Extracted records:
== Segment start ==
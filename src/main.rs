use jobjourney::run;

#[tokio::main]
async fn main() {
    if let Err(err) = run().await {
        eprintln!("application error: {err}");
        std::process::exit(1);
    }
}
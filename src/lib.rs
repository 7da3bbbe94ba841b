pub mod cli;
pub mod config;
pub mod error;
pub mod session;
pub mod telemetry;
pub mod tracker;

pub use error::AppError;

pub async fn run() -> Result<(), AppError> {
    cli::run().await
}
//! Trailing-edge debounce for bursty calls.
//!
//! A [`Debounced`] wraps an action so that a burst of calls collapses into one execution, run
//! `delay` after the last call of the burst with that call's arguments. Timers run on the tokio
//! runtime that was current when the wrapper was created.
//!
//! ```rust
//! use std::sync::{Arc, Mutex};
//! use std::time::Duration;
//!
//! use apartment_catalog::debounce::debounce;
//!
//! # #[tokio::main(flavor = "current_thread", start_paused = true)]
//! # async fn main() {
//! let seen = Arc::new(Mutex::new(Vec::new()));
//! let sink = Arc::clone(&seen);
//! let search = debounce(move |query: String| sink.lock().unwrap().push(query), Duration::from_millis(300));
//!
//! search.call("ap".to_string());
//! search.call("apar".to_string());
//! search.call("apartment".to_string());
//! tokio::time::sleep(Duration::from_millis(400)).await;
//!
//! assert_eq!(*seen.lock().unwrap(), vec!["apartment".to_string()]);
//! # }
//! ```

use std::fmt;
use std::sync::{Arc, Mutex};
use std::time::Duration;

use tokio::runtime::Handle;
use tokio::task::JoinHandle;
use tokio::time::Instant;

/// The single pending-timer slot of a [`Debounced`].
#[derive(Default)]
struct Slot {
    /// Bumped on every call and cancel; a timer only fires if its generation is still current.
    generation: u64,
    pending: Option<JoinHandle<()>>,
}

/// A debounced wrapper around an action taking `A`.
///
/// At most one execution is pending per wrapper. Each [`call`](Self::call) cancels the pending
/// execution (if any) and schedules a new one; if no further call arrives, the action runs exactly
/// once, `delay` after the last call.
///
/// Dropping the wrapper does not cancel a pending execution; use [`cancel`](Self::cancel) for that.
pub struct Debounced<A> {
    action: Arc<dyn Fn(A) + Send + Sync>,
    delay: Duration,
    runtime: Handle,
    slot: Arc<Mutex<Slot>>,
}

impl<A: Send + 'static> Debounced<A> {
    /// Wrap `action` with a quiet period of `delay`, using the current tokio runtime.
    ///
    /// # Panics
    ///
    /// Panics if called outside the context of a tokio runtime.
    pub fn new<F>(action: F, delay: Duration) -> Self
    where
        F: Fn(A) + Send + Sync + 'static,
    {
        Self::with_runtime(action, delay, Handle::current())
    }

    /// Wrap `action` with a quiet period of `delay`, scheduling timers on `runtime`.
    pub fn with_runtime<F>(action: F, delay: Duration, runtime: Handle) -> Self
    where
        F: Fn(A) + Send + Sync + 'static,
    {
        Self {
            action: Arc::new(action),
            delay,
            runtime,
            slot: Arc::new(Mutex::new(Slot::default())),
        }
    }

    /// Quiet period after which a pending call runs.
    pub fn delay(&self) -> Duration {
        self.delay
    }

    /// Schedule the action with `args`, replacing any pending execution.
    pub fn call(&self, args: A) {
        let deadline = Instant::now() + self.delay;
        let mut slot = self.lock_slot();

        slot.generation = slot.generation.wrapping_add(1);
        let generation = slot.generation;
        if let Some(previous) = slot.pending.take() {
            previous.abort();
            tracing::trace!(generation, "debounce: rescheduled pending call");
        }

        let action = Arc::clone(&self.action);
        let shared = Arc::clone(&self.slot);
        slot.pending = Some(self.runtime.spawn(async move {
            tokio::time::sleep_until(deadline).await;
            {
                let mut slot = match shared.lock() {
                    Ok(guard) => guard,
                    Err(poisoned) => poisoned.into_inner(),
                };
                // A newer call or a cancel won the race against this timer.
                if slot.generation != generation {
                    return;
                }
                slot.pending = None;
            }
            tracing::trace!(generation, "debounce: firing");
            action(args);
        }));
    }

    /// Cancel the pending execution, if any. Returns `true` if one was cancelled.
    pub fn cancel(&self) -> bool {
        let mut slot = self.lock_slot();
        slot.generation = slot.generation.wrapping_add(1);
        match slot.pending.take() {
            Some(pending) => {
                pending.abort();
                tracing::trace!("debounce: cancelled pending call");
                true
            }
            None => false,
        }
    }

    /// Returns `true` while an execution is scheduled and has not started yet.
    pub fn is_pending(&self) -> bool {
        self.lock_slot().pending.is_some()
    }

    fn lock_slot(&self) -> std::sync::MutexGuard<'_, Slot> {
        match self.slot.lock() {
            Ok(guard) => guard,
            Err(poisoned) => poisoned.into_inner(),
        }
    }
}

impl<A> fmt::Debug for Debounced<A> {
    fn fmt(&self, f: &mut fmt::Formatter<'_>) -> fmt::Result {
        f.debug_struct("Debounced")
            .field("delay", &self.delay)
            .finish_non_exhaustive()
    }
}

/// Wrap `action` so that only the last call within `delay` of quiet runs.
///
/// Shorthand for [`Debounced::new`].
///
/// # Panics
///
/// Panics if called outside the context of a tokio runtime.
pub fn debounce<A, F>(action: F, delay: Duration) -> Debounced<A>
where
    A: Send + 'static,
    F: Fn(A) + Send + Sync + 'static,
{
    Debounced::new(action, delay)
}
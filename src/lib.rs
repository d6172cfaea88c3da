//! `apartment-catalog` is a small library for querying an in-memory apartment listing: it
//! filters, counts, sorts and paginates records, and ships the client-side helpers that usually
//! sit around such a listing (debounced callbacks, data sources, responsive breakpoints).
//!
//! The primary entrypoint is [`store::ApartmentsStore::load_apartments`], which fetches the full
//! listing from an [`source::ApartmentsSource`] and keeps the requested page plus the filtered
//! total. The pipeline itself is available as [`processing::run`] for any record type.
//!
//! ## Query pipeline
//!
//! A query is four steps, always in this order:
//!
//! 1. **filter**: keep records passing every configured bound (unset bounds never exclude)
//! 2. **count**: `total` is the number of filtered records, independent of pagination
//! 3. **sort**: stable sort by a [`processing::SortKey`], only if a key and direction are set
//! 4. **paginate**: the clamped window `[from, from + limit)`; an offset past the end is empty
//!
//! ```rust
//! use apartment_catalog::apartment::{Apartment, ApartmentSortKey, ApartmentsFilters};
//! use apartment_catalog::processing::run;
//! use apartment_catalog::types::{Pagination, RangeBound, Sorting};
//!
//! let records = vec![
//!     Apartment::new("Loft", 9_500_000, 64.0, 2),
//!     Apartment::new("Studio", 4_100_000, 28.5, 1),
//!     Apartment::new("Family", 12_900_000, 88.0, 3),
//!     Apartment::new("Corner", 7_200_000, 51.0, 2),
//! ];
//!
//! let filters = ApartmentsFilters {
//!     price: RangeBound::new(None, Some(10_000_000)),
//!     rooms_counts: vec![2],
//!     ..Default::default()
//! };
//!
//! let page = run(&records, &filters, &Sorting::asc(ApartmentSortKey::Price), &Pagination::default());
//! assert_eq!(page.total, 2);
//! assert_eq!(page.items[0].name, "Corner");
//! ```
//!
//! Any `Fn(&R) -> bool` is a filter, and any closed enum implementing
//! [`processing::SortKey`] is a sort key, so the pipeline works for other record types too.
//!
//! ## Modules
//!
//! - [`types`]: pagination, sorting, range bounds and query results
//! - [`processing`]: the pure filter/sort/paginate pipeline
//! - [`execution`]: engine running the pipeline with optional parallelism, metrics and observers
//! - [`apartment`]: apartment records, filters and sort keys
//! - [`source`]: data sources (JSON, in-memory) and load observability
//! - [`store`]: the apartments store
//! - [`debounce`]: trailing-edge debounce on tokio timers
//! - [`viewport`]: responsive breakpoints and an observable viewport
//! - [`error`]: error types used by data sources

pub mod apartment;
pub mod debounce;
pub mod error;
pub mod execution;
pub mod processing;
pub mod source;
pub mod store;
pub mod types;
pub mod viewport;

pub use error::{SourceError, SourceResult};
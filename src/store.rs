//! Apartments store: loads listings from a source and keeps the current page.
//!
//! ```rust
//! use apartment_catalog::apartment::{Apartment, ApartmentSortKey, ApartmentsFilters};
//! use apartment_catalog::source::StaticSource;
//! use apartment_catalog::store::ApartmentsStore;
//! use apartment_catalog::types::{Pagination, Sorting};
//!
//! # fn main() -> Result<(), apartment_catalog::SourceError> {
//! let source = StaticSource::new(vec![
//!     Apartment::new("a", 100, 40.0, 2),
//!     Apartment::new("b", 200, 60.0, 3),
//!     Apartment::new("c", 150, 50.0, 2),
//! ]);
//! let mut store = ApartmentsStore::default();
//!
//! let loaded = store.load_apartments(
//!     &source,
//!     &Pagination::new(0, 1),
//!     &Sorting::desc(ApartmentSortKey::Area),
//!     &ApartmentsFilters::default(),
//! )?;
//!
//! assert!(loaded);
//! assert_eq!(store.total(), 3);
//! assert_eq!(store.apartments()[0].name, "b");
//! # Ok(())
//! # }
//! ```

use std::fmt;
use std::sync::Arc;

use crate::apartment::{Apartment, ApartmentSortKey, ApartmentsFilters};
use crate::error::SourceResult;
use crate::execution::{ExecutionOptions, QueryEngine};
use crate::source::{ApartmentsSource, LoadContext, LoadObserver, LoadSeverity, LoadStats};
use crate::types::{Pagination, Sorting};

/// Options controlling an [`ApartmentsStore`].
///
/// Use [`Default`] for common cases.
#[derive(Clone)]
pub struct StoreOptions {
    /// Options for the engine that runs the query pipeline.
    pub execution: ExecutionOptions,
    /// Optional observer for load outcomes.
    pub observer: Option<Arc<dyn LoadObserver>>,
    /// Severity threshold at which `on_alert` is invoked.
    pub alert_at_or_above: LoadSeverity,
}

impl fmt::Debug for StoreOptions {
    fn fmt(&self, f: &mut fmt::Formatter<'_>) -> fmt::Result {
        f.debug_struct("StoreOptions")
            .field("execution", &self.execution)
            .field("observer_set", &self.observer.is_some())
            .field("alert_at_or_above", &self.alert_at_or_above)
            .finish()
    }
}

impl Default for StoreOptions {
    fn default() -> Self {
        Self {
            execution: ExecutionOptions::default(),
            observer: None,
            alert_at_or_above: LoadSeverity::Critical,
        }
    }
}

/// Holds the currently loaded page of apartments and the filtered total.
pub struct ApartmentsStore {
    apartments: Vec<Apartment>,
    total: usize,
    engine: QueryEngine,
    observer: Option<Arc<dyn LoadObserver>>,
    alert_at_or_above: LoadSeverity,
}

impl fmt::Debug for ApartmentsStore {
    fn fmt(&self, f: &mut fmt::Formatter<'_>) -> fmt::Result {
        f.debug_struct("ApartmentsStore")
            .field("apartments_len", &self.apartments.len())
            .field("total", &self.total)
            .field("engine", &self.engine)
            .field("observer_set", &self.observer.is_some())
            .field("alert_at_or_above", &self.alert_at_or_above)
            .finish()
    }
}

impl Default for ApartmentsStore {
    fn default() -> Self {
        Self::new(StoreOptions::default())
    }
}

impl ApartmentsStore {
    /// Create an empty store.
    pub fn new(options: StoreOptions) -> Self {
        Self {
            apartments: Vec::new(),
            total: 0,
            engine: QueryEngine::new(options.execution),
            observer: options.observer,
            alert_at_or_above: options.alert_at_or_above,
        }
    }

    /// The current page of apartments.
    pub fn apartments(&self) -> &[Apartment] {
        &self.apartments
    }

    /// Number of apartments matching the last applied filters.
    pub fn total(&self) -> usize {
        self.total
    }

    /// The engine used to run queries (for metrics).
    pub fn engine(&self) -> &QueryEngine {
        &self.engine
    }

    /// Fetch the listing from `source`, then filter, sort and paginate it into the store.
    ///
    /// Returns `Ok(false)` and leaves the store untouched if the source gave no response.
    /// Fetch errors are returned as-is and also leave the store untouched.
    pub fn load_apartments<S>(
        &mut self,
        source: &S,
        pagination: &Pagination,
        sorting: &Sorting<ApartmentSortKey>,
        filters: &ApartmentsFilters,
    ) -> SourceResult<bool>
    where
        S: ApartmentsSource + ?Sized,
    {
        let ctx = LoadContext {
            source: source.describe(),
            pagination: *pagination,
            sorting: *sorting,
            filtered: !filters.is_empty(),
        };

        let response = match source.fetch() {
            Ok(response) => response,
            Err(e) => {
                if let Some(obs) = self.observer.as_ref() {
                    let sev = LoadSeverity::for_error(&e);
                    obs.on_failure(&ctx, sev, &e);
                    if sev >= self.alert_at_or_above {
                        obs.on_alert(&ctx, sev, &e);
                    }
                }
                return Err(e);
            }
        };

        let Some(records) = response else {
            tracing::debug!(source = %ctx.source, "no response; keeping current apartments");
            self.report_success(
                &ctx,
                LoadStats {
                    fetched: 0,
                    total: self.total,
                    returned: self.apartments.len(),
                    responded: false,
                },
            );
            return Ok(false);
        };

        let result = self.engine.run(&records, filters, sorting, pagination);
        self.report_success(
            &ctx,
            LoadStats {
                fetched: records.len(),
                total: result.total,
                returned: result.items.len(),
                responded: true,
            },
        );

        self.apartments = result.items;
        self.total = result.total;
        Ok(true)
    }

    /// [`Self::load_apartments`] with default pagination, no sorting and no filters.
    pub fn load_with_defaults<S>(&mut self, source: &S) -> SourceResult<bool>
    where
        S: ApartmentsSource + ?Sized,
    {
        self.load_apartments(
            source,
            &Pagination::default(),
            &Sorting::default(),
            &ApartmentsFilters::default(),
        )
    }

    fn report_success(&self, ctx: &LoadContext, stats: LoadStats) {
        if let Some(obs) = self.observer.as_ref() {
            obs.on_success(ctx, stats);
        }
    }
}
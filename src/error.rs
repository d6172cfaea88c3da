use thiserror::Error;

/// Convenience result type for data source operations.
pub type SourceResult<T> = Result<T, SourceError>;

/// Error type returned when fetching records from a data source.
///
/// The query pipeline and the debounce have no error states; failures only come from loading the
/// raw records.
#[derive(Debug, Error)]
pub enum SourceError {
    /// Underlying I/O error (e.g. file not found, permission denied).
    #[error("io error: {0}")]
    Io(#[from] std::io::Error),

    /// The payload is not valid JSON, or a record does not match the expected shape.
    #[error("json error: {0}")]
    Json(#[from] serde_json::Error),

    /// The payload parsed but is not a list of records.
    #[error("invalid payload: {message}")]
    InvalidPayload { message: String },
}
== Segment end ==
Return exactly the opening lines of the listing above, ending with the line that has "one execution, run".

filename src/main.rs
use jobjourney::run;

#[tokio::main]
async fn main() {
    if let Err(err) = run().await {
        eprintln!("application error: {err}");
        std::process::exit(1);
    }
}
filename src/lib.rs
repository 7da3bbbe94ba841b
pub mod cli;
pub mod config;
pub mod error;
pub mod session;
pub mod telemetry;
pub mod tracker;

pub use error::AppError;

pub async fn run() -> Result<(), AppError> {
    cli::run().await
}
//! Trailing-edge debounce for bursty calls.
//!
//! A [`Debounced`] wraps an action so that a burst of calls collapses into one execution, run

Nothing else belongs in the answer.